Crítica
Público recomendado: +18
![]()
La Nouvelle Vague no fue un movimiento con un manifiesto formal, sino una “revolución en la forma de hacer cine”, esclareció André Bazin, uno de los principales integrantes de esta “ola” y fundador de la revista Cahiers du cinema. El movimiento francés surgido a finales de los años 50 producía “películas personales, de bajo presupuesto, rodadas en locaciones reales, con una estética fresca y una actitud crítica hacia el cine tradicional”.
Aunque no existe una evidencia directa de la influencia de esta corriente cinematográfica en No hay amor perdido, Erwan Le Duc aporta una huella muy singular y una poesía visual en su narrativa que recuerdan la frescura y la innovación características de la Nouvelle Vague. Concretamente, la personalísima manera de rodar y montar del francés, en ocasiones abrupta o sin responder a un orden lógico.
No hay amor perdido, o La Fille de son père en su título original, es una película francesa producida en 2023 dirigida por Erwan Le Duc, director del largometraje Perdrix (2019), con el que se dio a conocer en la Quincena de Cineastas del Festival de Cannes de 2019, y de la serie de TV Bajo control (2023).
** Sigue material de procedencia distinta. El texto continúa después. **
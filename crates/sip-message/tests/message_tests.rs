mod common;

use bytes::Bytes;
use rvoip_sip_message::prelude::*;

use common::{parse, INVITE, REGISTER};

#[test]
fn test_register_scenario() {
    let msg = parse(REGISTER);

    assert!(msg.is_request().unwrap());
    assert!(!msg.is_response().unwrap());
    assert_eq!(msg.header(h::CallId).unwrap(), &"xyz@host");
    assert_eq!(msg.header(h::From).unwrap().tag().as_deref(), Some("abc"));
    assert_eq!(msg.header(h::CSeq).unwrap().method, Method::Register);
    assert_eq!(msg.header(h::Contacts).unwrap().len(), 1);
    assert_eq!(msg.transaction_id().unwrap(), "z9hG4bKnashds7");
    assert!(msg.contents().unwrap().is_none());
}

#[test]
fn test_unknown_headers_keep_relative_order() {
    let msg = parse(REGISTER);

    let unknown = msg.raw_unknown_headers();
    assert_eq!(unknown.len(), 1);
    assert_eq!(unknown[0].name(), "X-Trace");

    let raw = msg.raw_unknown_header("x-trace").unwrap();
    let values: Vec<&[u8]> = raw.values().collect();
    assert_eq!(values, vec![&b"first"[..], &b"second"[..]]);

    let orders: Vec<u64> = unknown[0].values().values().iter().map(|v| v.order()).collect();
    assert!(orders[0] < orders[1]);
}

#[test]
fn test_absence_semantics() {
    let mut msg = parse(REGISTER);

    for kind in [HeaderKind::Route, HeaderKind::RecordRoute, HeaderKind::Subject] {
        assert!(!msg.exists(kind));
    }
    assert!(matches!(msg.header(h::Routes), Err(Error::HeaderNotPresent { .. })));
    assert!(matches!(msg.header(h::Subject), Err(Error::HeaderNotPresent { .. })));

    assert!(msg.header_mut(h::Routes).unwrap().is_empty());
    assert!(msg.exists(h::Routes));
    assert!(msg.header(h::Routes).unwrap().is_empty());
}

#[test]
fn test_deep_copy_independence() {
    let mut original = parse(REGISTER);
    let mut copy = original.clone();

    copy.header_mut(h::CSeq).unwrap().sequence = 2;
    copy.header_mut(h::From).unwrap().set_tag("def");
    assert_eq!(original.header(h::CSeq).unwrap().sequence, 1);
    assert_eq!(original.header(h::From).unwrap().tag().as_deref(), Some("abc"));

    original.header_mut(h::Contacts).unwrap().clear();
    assert_eq!(copy.header(h::Contacts).unwrap().len(), 1);

    drop(original);
    assert_eq!(copy.header(h::CallId).unwrap(), &"xyz@host");
    assert!(copy.to_bytes().unwrap().starts_with(b"REGISTER sip:registrar.biloxi.com SIP/2.0\r\n"));
}

#[test]
fn test_copy_owns_its_buffers() {
    let original = parse(REGISTER);
    let copy = original.clone();
    let id = original.raw_header(h::CallId).unwrap().list().values()[0].span().buffer();
    assert_ne!(
        original.arena().buffer(id).unwrap().as_ptr(),
        copy.arena().buffer(id).unwrap().as_ptr()
    );
}

#[test]
fn test_sdp_contents() {
    let msg = parse(INVITE);

    let contents = msg.contents().unwrap().unwrap();
    let sdp = contents.as_sdp().unwrap();
    assert_eq!(sdp.origin(), Some("alice 2890844526 2890844526 IN IP4 pc33.atlanta.com"));
    assert_eq!(sdp.media().count(), 1);

    // cached: the same instance comes back
    let again = msg.contents().unwrap().unwrap();
    assert!(std::ptr::eq(contents, again));
}

#[test]
fn test_release_contents_is_exclusive() {
    let mut msg = parse(INVITE);

    let released = msg.release_contents().unwrap();
    assert!(matches!(released, Contents::Sdp(_)));
    assert!(msg.contents().unwrap().is_none());
    assert!(matches!(msg.release_contents(), Err(Error::ContentsUnavailable { .. })));

    let encoded = msg.to_bytes().unwrap();
    let text = std::str::from_utf8(&encoded).unwrap();
    assert!(text.contains("\r\nContent-Length: 0\r\n"));
    assert!(!text.contains("Content-Type"));
    assert!(text.ends_with("\r\n\r\n"));

    msg.set_contents_from(&released);
    assert!(msg.contents().unwrap().unwrap().as_sdp().is_some());
}

#[test]
fn test_locally_built_message() {
    let mut msg = SipMessage::request(Method::Message, "sip:bob@biloxi.com".parse().unwrap());
    msg.header_mut(h::Vias)
        .unwrap()
        .push_back(Via::new("TCP", "pc33.atlanta.com", Some(5060)));
    msg.header_mut(h::Vias).unwrap()[0].set_branch("z9hG4bK74bf9");
    msg.header_mut(h::CallId).unwrap().value = "3848276298220188511@atlanta.com".to_string();
    msg.header_mut(h::CSeq).unwrap().sequence = 1;
    msg.header_mut(h::CSeq).unwrap().method = Method::Message;
    msg.set_contents(Contents::Text(PlainContents::new("Watson, come here.")));

    let encoded = msg.to_bytes().unwrap();
    let parsed = SipMessage::make(encoded, true).unwrap();
    assert_eq!(parsed.transaction_id().unwrap(), "z9hG4bK74bf9");
    assert_eq!(parsed.header(h::ContentLength).unwrap().value, 18);
    match parsed.contents().unwrap() {
        Some(Contents::Text(text)) => assert_eq!(text.text, "Watson, come here."),
        other => panic!("unexpected contents {other:?}"),
    }
}

#[test]
fn test_body_replaced_with_raw_bytes() {
    let mut msg = parse(INVITE);
    msg.set_body(Bytes::from_static(b"v=0\r\ns=replaced\r\n")).unwrap();
    let sdp = msg.contents().unwrap().unwrap().as_sdp().unwrap();
    assert_eq!(sdp.session_name(), Some("replaced"));
}

#[test]
fn test_message_is_send() {
    fn assert_send<T: Send>() {}
    assert_send::<SipMessage>();

    let msg = parse(REGISTER);
    let handle = std::thread::spawn(move || msg.header(h::CSeq).map(|cseq| cseq.sequence).ok());
    assert_eq!(handle.join().unwrap(), Some(1));
}
use std::fmt;

use crate::error::{Error, Result};
use crate::header::ParserCategory;
use crate::types::param::Params;

/// `word ["@" word]`: Call-ID, In-Reply-To, and with params Replaces
#[derive(Debug, Clone, Default, PartialEq, Eq, Hash)]
pub struct CallId {
    pub value: String,
    pub params: Params,
}

impl CallId {
    pub fn new(value: impl Into<String>) -> Self {
        CallId {
            value: value.into(),
            params: Params::new(),
        }
    }
}

impl fmt::Display for CallId {
    fn fmt(&self, f: &mut fmt::Formatter<'_>) -> fmt::Result {
        write!(f, "{}{}", self.value, self.params)
    }
}

impl PartialEq<str> for CallId {
    fn eq(&self, other: &str) -> bool {
        self.value == other
    }
}

impl PartialEq<&str> for CallId {
    fn eq(&self, other: &&str) -> bool {
        self.value == *other
    }
}

impl ParserCategory for CallId {
    fn parse(text: &str) -> Result<Self> {
        let (value, params) = Params::split_trailing(text)?;
        if value.is_empty() || value.contains(char::is_whitespace) {
            return Err(Error::invalid_header("", format!("invalid call id '{value}'")));
        }
        Ok(CallId {
            value: value.to_string(),
            params,
        })
    }
}
//! # Transaction identity
//!
//! RFC 3261 transactions are identified by the branch parameter of the top
//! Via when it carries the `z9hG4bK` magic cookie. Messages from RFC 2543
//! elements have no such branch; for those an identifier is derived from
//! the fields that stay constant across a transaction:
//!
//! - the CSeq number and method, with `ACK` counted as `INVITE` so an ACK
//!   matches the INVITE transaction it acknowledges
//! - the Call-ID
//! - the From tag, if any
//!
//! The To tag is left out since it is only added by the first response.

use std::cell::OnceCell;

use md5::{Digest, Md5};
use tracing::trace;

use crate::error::{Error, Result};
use crate::header::h;
use crate::message::SipMessage;
use crate::types::{Method, BRANCH_MAGIC_COOKIE};

impl SipMessage {
    /// The transaction identifier.
    ///
    /// An RFC 3261 branch on the top Via always wins. Without one, the
    /// legacy identifier is used: the one set with
    /// [`set_rfc2543_transaction_id`](Self::set_rfc2543_transaction_id), or
    /// the hash, computed once and cached.
    pub fn transaction_id(&self) -> Result<&str> {
        match self.header(h::Vias) {
            Ok(vias) => {
                let branch = vias
                    .front()
                    .and_then(|via| via.params.raw_value("branch"))
                    .filter(|branch| branch.starts_with(BRANCH_MAGIC_COOKIE));
                if let Some(branch) = branch {
                    return Ok(branch);
                }
            }
            Err(Error::HeaderNotPresent { .. }) => {}
            Err(error) => return Err(error),
        }
        self.rfc2543_transaction_id()
    }

    /// The legacy identifier, computed on first call and cached.
    pub fn rfc2543_transaction_id(&self) -> Result<&str> {
        if self.rfc2543_tid.get().is_none() {
            let tid = self.compute_2543_transaction_hash()?;
            let _ = self.rfc2543_tid.set(tid);
        }
        self.rfc2543_tid
            .get()
            .map(String::as_str)
            .ok_or_else(|| Error::missing_identity_fields("transaction id"))
    }

    /// Overrides the legacy identifier. Has no effect on
    /// [`transaction_id`](Self::transaction_id) while the top Via carries an
    /// RFC 3261 branch.
    pub fn set_rfc2543_transaction_id(&mut self, tid: impl Into<String>) {
        self.rfc2543_tid = OnceCell::from(tid.into());
    }

    /// Computes the RFC 2543 transaction hash as lowercase hex.
    ///
    /// Depends only on CSeq, Call-ID and the From tag, so the result is the
    /// same however often it is called and whatever other headers change.
    /// Fails with [`Error::MissingIdentityFields`] if CSeq or Call-ID is
    /// absent.
    pub fn compute_2543_transaction_hash(&self) -> Result<String> {
        let cseq = optional(self.header(h::CSeq))?;
        let call_id = optional(self.header(h::CallId))?;
        let (cseq, call_id) = match (cseq, call_id) {
            (Some(cseq), Some(call_id)) => (cseq, call_id),
            (None, Some(_)) => return Err(Error::missing_identity_fields("CSeq")),
            (Some(_), None) => return Err(Error::missing_identity_fields("Call-ID")),
            (None, None) => return Err(Error::missing_identity_fields("CSeq and Call-ID")),
        };
        let from_tag = optional(self.header(h::From))?.and_then(|from| from.tag());

        let method = match &cseq.method {
            Method::Ack => &Method::Invite,
            method => method,
        };

        let mut hasher = Md5::new();
        hasher.update(cseq.sequence.to_string().as_bytes());
        hasher.update(b" ");
        hasher.update(method.as_str().as_bytes());
        hasher.update(b"\n");
        hasher.update(call_id.value.as_bytes());
        hasher.update(b"\n");
        hasher.update(from_tag.as_deref().unwrap_or("").as_bytes());
        let digest = hasher.finalize();

        let tid: String = digest.iter().map(|b| format!("{b:02x}")).collect();
        trace!(%tid, "computed RFC 2543 transaction id");
        Ok(tid)
    }
}

// Absent headers become `None`; parse errors still fail.
fn optional<T>(result: Result<T>) -> Result<Option<T>> {
    match result {
        Ok(value) => Ok(Some(value)),
        Err(Error::HeaderNotPresent { .. }) => Ok(None),
        Err(error) => Err(error),
    }
}

#[cfg(test)]
mod tests {
    use super::*;

    fn legacy_request(method: &str, extra: &[(&str, &str)]) -> SipMessage {
        let mut msg = SipMessage::request(Method::Invite, "sip:bob@biloxi.com".parse().unwrap());
        msg.add_raw_header("Via", "SIP/2.0/UDP pc33.atlanta.com;branch=1").unwrap();
        msg.add_raw_header("From", "<sip:alice@atlanta.com>;tag=1928301774").unwrap();
        msg.add_raw_header("Call-ID", "a84b4c76e66710").unwrap();
        msg.add_raw_header("CSeq", &format!("314159 {method}")).unwrap();
        for (name, value) in extra {
            msg.add_raw_header(name, value).unwrap();
        }
        msg
    }

    #[test]
    fn test_branch_is_transaction_id() {
        let mut msg = SipMessage::request(Method::Options, "sip:carol@chicago.com".parse().unwrap());
        msg.add_raw_header("Via", "SIP/2.0/UDP pc33.atlanta.com;branch=z9hG4bKhjhs8ass877").unwrap();
        msg.add_raw_header("Via", "SIP/2.0/UDP proxy.atlanta.com;branch=z9hG4bKother").unwrap();
        assert_eq!(msg.transaction_id().unwrap(), "z9hG4bKhjhs8ass877");
    }

    #[test]
    fn test_legacy_hash_is_hex_md5() {
        let msg = legacy_request("INVITE", &[]);
        let tid = msg.compute_2543_transaction_hash().unwrap();
        assert_eq!(tid.len(), 32);
        assert!(tid.chars().all(|c| c.is_ascii_hexdigit() && !c.is_ascii_uppercase()));
        assert_eq!(msg.transaction_id().unwrap(), tid);
        assert_eq!(msg.rfc2543_transaction_id().unwrap(), tid);
    }

    #[test]
    fn test_ack_matches_invite() {
        let invite = legacy_request("INVITE", &[]);
        let ack = legacy_request("ACK", &[("To", "<sip:bob@biloxi.com>;tag=a6c85cf")]);
        let bye = legacy_request("BYE", &[]);
        assert_eq!(
            invite.compute_2543_transaction_hash().unwrap(),
            ack.compute_2543_transaction_hash().unwrap()
        );
        assert_ne!(
            invite.compute_2543_transaction_hash().unwrap(),
            bye.compute_2543_transaction_hash().unwrap()
        );
    }

    #[test]
    fn test_missing_fields() {
        let mut msg = SipMessage::request(Method::Invite, "sip:bob@biloxi.com".parse().unwrap());
        match msg.compute_2543_transaction_hash() {
            Err(Error::MissingIdentityFields { missing, .. }) => assert_eq!(missing, "CSeq and Call-ID"),
            other => panic!("unexpected {other:?}"),
        }
        msg.add_raw_header("CSeq", "1 INVITE").unwrap();
        match msg.transaction_id() {
            Err(Error::MissingIdentityFields { missing, .. }) => assert_eq!(missing, "Call-ID"),
            other => panic!("unexpected {other:?}"),
        }
    }

    #[test]
    fn test_explicit_id_replaces_legacy_hash() {
        let mut msg = legacy_request("INVITE", &[]);
        msg.set_rfc2543_transaction_id("tid-1");
        assert_eq!(msg.transaction_id().unwrap(), "tid-1");
        assert_eq!(msg.rfc2543_transaction_id().unwrap(), "tid-1");
    }

    #[test]
    fn test_branch_wins_over_legacy_id() {
        let mut msg = SipMessage::request(Method::Invite, "sip:bob@biloxi.com".parse().unwrap());
        msg.add_raw_header("Via", "SIP/2.0/UDP pc33.atlanta.com;branch=z9hG4bK776asdhds").unwrap();
        msg.add_raw_header("Call-ID", "a84b4c76e66710").unwrap();
        msg.add_raw_header("CSeq", "314159 INVITE").unwrap();

        let legacy = msg.rfc2543_transaction_id().unwrap().to_string();
        assert_ne!(legacy, "z9hG4bK776asdhds");
        assert_eq!(msg.transaction_id().unwrap(), "z9hG4bK776asdhds");

        msg.set_rfc2543_transaction_id("tid-1");
        assert_eq!(msg.transaction_id().unwrap(), "z9hG4bK776asdhds");
    }

    #[test]
    fn test_branch_added_after_legacy_id_cached() {
        let mut msg = legacy_request("INVITE", &[]);
        let legacy = msg.transaction_id().unwrap().to_string();
        assert_eq!(legacy.len(), 32);

        msg.header_mut(h::Vias)
            .unwrap()
            .front_mut()
            .unwrap()
            .set_branch("z9hG4bKnew");
        assert_eq!(msg.transaction_id().unwrap(), "z9hG4bKnew");
        assert_eq!(msg.rfc2543_transaction_id().unwrap(), legacy);
    }
}
//! Common rule interface.
//!
//! # Responsibilities
//! - Define the `UrlRule` capability shared by every rule kind
//! - Define the `NoMatch` outcome and the `RouteMatch` result
//! - Define the query encoding seam the manager supplies to rules
//!
//! # Design Decisions
//! - `NoMatch` is an expected outcome, not a failure; it still carries the
//!   reason so the manager can log why a rule declined
//! - Parse results are returned by value, never written into shared state

use std::collections::BTreeMap;

use serde::Serialize;
use thiserror::Error;

/// Request parameters keyed by name.
pub type Params = BTreeMap<String, String>;

/// Reason a rule declined an input.
#[derive(Debug, Clone, PartialEq, Eq, Error)]
pub enum NoMatch {
    /// Build was asked for a different route.
    #[error("route `{0}` is handled by another rule")]
    RouteMismatch(String),

    /// Build params lack the nested key.
    #[error("nested parameter `{0}` is missing")]
    MissingNested(String),

    /// Build params lack a pre-nested key.
    #[error("pre-nested parameter `{0}` is missing")]
    MissingPreNested(String),

    /// Path does not start with the rule's prefix.
    #[error("path does not start with `{0}/`")]
    PrefixMismatch(String),

    /// Path is not the literal pattern of a fixed-path rule.
    #[error("path is not `{0}`")]
    PatternMismatch(String),

    /// Path has another segment where a pre-nested name was expected.
    #[error("expected segment `{expected}`, found `{found}`")]
    UnexpectedSegment { expected: String, found: String },

    /// Path ends before the pre-nested sequence is complete.
    #[error("path ends before pre-nested parameter `{0}`")]
    PathTooShort(String),
}

/// Route and parameters recovered from a path.
#[derive(Debug, Clone, PartialEq, Eq, Serialize)]
pub struct RouteMatch {
    /// Canonical route, never the friendly alias.
    pub route: String,
    pub params: Params,
}

impl RouteMatch {
    pub fn new(route: impl Into<String>, params: Params) -> Self {
        Self {
            route: route.into(),
            params,
        }
    }
}

/// Serializes parameters a rule did not consume into a query string.
pub trait QueryEncoder {
    /// Returns the encoded query without the leading `?`; empty when there
    /// is nothing to encode.
    fn encode(&self, params: &Params) -> String;
}

impl<F> QueryEncoder for F
where
    F: Fn(&Params) -> String,
{
    fn encode(&self, params: &Params) -> String {
        self(params)
    }
}

/// A bidirectional URL rule.
pub trait UrlRule: Send + Sync + std::fmt::Debug {
    /// Canonical route this rule serves.
    fn route(&self) -> &str;

    /// Turns a route and parameter set into a path (no leading `/`).
    fn build(
        &self,
        route: &str,
        params: &Params,
        encoder: &dyn QueryEncoder,
    ) -> Result<String, NoMatch>;

    /// Turns a decoded path without query string back into a route and
    /// parameter set.
    fn match_path(&self, path: &str) -> Result<RouteMatch, NoMatch>;
}

/// Appends `?query` to `path` when the encoder produced anything.
pub(crate) fn append_query(mut path: String, remaining: &Params, encoder: &dyn QueryEncoder) -> String {
    let query = encoder.encode(remaining);
    if !query.is_empty() {
        path.push('?');
        path.push_str(&query);
    }
    path
}
//! Query string encoding for parameters a rule leaves over.

use url::form_urlencoded;

use crate::routing::rule::{Params, QueryEncoder};

/// Form-urlencoded `key=value` pairs joined by a configurable ampersand.
#[derive(Debug, Clone)]
pub struct FormEncoder {
    ampersand: String,
}

impl FormEncoder {
    pub fn new(ampersand: impl Into<String>) -> Self {
        Self {
            ampersand: ampersand.into(),
        }
    }

    pub fn ampersand(&self) -> &str {
        &self.ampersand
    }
}

impl Default for FormEncoder {
    fn default() -> Self {
        Self::new("&")
    }
}

impl QueryEncoder for FormEncoder {
    fn encode(&self, params: &Params) -> String {
        params
            .iter()
            .map(|(key, value)| format!("{}={}", escape(key), escape(value)))
            .collect::<Vec<_>>()
            .join(&self.ampersand)
    }
}

fn escape(raw: &str) -> String {
    form_urlencoded::byte_serialize(raw.as_bytes()).collect()
}

/// Parse a query string split on `ampersand`. Later duplicates win.
pub fn parse_query(query: &str, ampersand: &str) -> Params {
    let mut params = Params::new();
    for pair in query.split(ampersand).filter(|p| !p.is_empty()) {
        for (key, value) in form_urlencoded::parse(pair.as_bytes()) {
            params.insert(key.into_owned(), value.into_owned());
        }
    }
    params
}
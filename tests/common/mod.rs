//! Shared helpers for integration tests.

use nested_route::config::parse_config;
use nested_route::{Params, UrlManager};

/// Rule file used across tests.
#[allow(dead_code)]
pub const SHOP_RULES: &str = r#"
base_url = "/shop"

[[rules]]
kind = "nested"
route = "catalog/browse"
nested_key = "category"
friendly_alias = "browse"
pre_nested_keys = ["lang", "sort"]

[[rules]]
kind = "nested"
route = "catalog/browse"
nested_key = "category"
friendly_alias = "c"

[[rules]]
kind = "nested"
route = "docs/page"
nested_key = "node"
separator = "."

[[rules]]
kind = "static"
route = "site/index"
pattern = "home"
"#;

/// Build a parameter set from literal pairs.
pub fn params(entries: &[(&str, &str)]) -> Params {
    entries
        .iter()
        .map(|(k, v)| (k.to_string(), v.to_string()))
        .collect()
}

/// Compile a manager from TOML text.
#[allow(dead_code)]
pub fn manager_from(toml: &str) -> UrlManager {
    let config = parse_config(toml).unwrap();
    UrlManager::from_config(&config).unwrap()
}
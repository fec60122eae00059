//! Fixed-path rule.
//!
//! Maps one literal path to one route. Every build parameter is an extra
//! and ends up in the query string.

use crate::config::schema::StaticRuleConfig;
use crate::config::validation::validate_static_rule;
use crate::config::ConfigError;
use crate::routing::rule::{append_query, NoMatch, Params, QueryEncoder, RouteMatch, UrlRule};

#[derive(Debug, Clone)]
pub struct StaticRule {
    route: String,
    pattern: String,
}

impl StaticRule {
    pub fn new(config: StaticRuleConfig) -> Result<Self, ConfigError> {
        validate_static_rule(&config).map_err(ConfigError::Validation)?;
        let pattern = config.pattern.unwrap_or_else(|| config.route.clone());
        Ok(Self {
            route: config.route,
            pattern,
        })
    }

    pub fn pattern(&self) -> &str {
        &self.pattern
    }
}

impl UrlRule for StaticRule {
    fn route(&self) -> &str {
        &self.route
    }

    fn build(
        &self,
        route: &str,
        params: &Params,
        encoder: &dyn QueryEncoder,
    ) -> Result<String, NoMatch> {
        if route != self.route {
            return Err(NoMatch::RouteMismatch(route.to_string()));
        }
        Ok(append_query(self.pattern.clone(), params, encoder))
    }

    fn match_path(&self, path: &str) -> Result<RouteMatch, NoMatch> {
        if path == self.pattern {
            Ok(RouteMatch::new(self.route.clone(), Params::new()))
        } else {
            Err(NoMatch::PatternMismatch(self.pattern.clone()))
        }
    }
}

#[cfg(test)]
mod tests {
    use super::*;

    #[test]
    fn test_static_rule() {
        let rule = StaticRule::new(StaticRuleConfig {
            route: "site/index".into(),
            pattern: Some("home".into()),
        })
        .unwrap();

        let mut params = Params::new();
        params.insert("ref".into(), "mail".into());
        let encoder = |p: &Params| {
            p.iter()
                .map(|(k, v)| format!("{}={}", k, v))
                .collect::<Vec<_>>()
                .join("&")
        };

        assert_eq!(rule.build("site/index", &params, &encoder).unwrap(), "home?ref=mail");
        assert!(rule.build("site/about", &params, &encoder).is_err());

        let m = rule.match_path("home").unwrap();
        assert_eq!(m.route, "site/index");
        assert!(m.params.is_empty());
        assert_eq!(
            rule.match_path("home/more"),
            Err(NoMatch::PatternMismatch("home".into()))
        );
    }

    #[test]
    fn test_pattern_defaults_to_route() {
        let rule = StaticRule::new(StaticRuleConfig {
            route: "site/about".into(),
            pattern: None,
        })
        .unwrap();
        assert_eq!(rule.pattern(), "site/about");
        assert!(rule.match_path("site/about").is_ok());
    }
}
En esta ocasión, el director francés explora en su segunda película la relación entre Étienne (Nahuel Pérez), un joven padre soltero, y su hija Rosa (Céleste Brunnquell), mientras ambos enfrentan cambios significativos en sus vidas.
El director aporta una sensibilidad particular, utilizando una estética visual que complementa la narrativa y resalta las sutilezas de las relaciones humanas, enfatizando las pasiones y represiones, los impulsos artísticos y creativos de los personajes, y un sentido del humor elegante y sarcástico en repetidas ocasiones.
Seleccionada como película de clausura de la 62ª edición de la Semana de la Crítica de Cannes y nominada al Premio César a Mejor actriz revelación para Céleste Brunnquell, estamos ante un emotivo drama social y sentimental con tintes de comedia sobre la relación de un padre y una hija en plena encrucijada tras el abandono de la infancia y del nido familiar por parte de la joven.
La actuación de Nahuel Pérez Biscayart en la piel de Étienne ha sido elogiada por su autenticidad y profundidad emocional. El actor argentino está consolidando su carrera internacional de manera transversal gracias a producciones como Un año, una noche (España, Francia y Estados Unidos) o El Jockey (Argentina, España, México, Dinamarca y Estados Unidos), mientras Céleste Brunnquell (Un verano con Fifí), Maud Wyler(Tiempo compartido) y Camille Rutherford (Anatomía de una caída) acompañan en el reparto.
En conclusión, una película amable, original en la forma y aguda en su narrativa que destaca por su enfoque en las complejidades de las relaciones familiares y la exploración de los lazos entre padres e hijos.